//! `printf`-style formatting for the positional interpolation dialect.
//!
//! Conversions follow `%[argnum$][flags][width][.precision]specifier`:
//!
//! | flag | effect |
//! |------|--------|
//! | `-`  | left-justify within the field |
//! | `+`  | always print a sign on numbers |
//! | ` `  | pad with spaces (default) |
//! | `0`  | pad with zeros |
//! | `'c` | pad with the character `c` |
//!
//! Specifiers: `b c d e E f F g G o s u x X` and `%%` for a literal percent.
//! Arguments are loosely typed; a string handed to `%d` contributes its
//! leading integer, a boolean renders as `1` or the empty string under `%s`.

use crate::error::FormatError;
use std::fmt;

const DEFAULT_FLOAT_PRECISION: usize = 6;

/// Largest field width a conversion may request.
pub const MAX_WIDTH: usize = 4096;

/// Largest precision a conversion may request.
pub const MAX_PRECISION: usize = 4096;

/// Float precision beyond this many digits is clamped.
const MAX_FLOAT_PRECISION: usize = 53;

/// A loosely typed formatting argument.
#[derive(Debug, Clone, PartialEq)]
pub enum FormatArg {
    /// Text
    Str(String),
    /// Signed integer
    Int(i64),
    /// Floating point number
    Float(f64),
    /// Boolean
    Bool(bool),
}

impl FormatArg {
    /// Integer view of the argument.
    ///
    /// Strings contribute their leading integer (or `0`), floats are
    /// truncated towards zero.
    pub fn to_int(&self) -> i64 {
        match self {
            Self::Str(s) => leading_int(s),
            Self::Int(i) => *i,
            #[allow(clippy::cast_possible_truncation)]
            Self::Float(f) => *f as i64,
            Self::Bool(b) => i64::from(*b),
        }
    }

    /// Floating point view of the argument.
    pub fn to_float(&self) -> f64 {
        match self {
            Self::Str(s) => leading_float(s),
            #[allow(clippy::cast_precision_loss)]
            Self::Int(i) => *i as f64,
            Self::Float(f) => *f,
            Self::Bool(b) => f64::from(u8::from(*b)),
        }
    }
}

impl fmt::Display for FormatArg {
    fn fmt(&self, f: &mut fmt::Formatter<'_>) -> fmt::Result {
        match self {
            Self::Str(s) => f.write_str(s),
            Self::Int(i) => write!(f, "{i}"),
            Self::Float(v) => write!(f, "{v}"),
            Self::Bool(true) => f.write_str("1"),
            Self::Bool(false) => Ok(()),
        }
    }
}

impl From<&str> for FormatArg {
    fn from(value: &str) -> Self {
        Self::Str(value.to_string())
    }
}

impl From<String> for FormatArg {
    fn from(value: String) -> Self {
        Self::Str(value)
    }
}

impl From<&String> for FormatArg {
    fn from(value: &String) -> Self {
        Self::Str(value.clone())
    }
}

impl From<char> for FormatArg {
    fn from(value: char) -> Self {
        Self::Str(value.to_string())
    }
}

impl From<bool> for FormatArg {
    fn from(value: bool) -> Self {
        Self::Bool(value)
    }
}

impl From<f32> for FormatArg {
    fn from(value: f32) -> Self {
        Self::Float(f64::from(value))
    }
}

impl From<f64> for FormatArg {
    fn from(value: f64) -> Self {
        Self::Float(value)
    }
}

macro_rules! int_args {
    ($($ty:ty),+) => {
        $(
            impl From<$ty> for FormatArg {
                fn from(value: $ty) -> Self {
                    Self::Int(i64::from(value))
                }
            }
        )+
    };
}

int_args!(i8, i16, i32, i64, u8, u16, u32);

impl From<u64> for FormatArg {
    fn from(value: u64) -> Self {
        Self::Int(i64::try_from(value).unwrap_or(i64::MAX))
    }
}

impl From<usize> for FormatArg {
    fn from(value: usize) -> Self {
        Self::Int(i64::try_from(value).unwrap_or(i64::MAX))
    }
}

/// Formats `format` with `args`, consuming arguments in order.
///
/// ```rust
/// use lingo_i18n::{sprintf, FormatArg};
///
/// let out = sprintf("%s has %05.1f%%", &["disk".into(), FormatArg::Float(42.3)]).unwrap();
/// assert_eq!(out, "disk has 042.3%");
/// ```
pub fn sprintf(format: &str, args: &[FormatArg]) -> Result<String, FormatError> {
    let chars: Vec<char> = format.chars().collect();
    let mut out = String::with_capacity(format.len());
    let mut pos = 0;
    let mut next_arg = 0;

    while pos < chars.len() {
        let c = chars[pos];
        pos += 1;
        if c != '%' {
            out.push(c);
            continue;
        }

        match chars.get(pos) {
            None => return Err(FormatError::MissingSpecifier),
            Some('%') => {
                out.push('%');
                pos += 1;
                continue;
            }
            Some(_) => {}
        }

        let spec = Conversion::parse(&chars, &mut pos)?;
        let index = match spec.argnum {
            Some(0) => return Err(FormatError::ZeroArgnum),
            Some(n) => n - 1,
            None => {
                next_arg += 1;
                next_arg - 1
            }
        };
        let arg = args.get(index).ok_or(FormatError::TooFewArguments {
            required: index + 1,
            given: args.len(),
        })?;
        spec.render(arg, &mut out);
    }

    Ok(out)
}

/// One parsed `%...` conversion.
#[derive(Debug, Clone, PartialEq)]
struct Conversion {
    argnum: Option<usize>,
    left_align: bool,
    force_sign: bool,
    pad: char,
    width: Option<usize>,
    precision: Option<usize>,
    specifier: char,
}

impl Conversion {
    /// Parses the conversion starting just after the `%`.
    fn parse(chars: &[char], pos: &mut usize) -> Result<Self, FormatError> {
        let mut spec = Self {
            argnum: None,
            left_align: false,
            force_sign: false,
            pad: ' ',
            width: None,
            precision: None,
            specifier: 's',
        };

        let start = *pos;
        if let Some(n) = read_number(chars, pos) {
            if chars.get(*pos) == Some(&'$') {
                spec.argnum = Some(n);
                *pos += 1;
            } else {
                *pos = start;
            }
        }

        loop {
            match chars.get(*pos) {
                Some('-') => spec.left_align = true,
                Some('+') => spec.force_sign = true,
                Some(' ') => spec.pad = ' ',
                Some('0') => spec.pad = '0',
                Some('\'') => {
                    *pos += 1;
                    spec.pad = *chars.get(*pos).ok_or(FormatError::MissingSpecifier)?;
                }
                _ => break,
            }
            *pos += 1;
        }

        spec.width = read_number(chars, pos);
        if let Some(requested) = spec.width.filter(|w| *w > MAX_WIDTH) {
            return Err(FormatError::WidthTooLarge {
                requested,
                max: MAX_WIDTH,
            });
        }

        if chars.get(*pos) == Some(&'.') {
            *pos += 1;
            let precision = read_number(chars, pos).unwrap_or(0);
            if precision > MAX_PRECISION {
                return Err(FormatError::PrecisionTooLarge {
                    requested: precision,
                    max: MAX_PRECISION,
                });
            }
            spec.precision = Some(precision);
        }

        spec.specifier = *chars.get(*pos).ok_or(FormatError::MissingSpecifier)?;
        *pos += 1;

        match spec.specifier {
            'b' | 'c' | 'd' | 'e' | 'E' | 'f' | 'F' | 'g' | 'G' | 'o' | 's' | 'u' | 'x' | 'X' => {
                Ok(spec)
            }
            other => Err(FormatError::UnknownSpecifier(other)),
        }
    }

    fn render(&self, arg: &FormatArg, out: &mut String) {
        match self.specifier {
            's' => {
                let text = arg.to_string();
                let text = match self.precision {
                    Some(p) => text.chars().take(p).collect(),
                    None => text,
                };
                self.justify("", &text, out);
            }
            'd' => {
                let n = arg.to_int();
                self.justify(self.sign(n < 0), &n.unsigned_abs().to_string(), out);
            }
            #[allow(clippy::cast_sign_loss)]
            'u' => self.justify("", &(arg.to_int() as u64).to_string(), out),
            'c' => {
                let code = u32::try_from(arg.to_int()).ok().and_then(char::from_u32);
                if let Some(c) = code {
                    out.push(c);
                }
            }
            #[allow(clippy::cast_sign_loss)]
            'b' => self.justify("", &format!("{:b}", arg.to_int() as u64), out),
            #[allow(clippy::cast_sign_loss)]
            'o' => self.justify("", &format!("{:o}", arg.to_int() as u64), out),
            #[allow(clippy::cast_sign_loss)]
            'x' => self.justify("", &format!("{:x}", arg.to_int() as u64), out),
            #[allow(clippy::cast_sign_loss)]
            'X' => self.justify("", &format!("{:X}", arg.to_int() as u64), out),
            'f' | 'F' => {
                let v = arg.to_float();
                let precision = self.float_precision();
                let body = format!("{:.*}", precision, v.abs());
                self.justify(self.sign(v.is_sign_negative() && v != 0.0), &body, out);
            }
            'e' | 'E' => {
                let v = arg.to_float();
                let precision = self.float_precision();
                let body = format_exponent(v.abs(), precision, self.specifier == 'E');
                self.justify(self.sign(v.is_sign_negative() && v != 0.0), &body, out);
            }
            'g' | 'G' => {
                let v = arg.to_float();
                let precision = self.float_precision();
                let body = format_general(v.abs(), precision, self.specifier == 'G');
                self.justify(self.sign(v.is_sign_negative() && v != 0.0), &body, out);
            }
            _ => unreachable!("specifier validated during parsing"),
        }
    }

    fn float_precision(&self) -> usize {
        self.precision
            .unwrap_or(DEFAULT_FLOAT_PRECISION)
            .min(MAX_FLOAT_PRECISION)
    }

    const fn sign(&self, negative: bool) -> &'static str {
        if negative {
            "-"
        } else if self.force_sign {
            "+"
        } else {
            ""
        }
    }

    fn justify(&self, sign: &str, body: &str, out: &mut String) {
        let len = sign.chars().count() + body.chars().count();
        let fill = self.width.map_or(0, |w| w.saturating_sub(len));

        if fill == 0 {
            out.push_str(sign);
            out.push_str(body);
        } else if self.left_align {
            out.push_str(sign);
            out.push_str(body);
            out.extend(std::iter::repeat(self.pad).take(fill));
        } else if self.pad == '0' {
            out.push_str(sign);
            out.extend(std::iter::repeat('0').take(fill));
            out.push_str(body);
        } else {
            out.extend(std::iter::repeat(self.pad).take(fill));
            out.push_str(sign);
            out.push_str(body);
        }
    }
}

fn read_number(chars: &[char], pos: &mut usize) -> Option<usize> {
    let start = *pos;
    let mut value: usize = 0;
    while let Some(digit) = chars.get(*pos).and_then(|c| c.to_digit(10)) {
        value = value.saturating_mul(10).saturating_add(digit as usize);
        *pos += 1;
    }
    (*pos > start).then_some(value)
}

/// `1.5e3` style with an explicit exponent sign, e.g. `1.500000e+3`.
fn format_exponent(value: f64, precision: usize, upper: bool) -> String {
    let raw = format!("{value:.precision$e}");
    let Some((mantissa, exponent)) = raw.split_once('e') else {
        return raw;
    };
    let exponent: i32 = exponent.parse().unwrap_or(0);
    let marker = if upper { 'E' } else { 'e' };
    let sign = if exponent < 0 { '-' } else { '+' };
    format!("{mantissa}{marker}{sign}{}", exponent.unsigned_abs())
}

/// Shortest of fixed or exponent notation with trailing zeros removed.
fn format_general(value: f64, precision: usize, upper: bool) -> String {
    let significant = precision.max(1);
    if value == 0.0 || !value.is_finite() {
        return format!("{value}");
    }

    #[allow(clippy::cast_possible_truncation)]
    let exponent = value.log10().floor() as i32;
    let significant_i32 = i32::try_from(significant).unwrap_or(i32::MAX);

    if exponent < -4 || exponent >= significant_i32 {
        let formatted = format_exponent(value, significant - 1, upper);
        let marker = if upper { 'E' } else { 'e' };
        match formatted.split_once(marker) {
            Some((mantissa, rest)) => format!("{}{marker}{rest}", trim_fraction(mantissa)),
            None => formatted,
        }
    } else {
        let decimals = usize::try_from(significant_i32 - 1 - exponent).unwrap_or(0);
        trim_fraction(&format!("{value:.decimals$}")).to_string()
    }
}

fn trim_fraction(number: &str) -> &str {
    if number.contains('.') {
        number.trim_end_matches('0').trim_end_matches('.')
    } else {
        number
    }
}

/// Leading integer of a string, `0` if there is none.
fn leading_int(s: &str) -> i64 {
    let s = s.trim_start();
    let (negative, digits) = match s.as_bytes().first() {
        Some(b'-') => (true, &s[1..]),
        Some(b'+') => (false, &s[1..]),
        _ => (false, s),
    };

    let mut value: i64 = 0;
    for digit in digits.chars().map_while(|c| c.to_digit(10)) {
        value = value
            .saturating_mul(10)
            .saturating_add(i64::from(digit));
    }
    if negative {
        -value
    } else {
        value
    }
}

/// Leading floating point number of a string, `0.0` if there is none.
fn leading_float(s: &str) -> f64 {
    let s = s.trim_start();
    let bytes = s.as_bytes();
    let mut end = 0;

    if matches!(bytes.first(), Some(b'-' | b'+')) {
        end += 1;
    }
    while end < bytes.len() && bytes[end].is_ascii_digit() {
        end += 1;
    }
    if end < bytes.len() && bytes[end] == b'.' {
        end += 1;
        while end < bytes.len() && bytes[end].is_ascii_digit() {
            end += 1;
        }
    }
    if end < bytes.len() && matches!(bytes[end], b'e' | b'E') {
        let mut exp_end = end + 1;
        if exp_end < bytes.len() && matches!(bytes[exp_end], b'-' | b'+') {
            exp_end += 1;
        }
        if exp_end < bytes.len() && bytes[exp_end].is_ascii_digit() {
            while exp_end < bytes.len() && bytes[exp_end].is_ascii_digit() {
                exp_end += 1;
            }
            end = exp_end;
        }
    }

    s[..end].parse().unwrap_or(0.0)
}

[Activity]
Show all lines in the preceding material that have "marker" in them.

[Problem solution]
    let marker = if upper { 'E' } else { 'e' };
    format!("{mantissa}{marker}{sign}{}", exponent.unsigned_abs())
        let marker = if upper { 'E' } else { 'e' };
        match formatted.split_once(marker) {
            Some((mantissa, rest)) => format!("{}{marker}{rest}", trim_fraction(mantissa)),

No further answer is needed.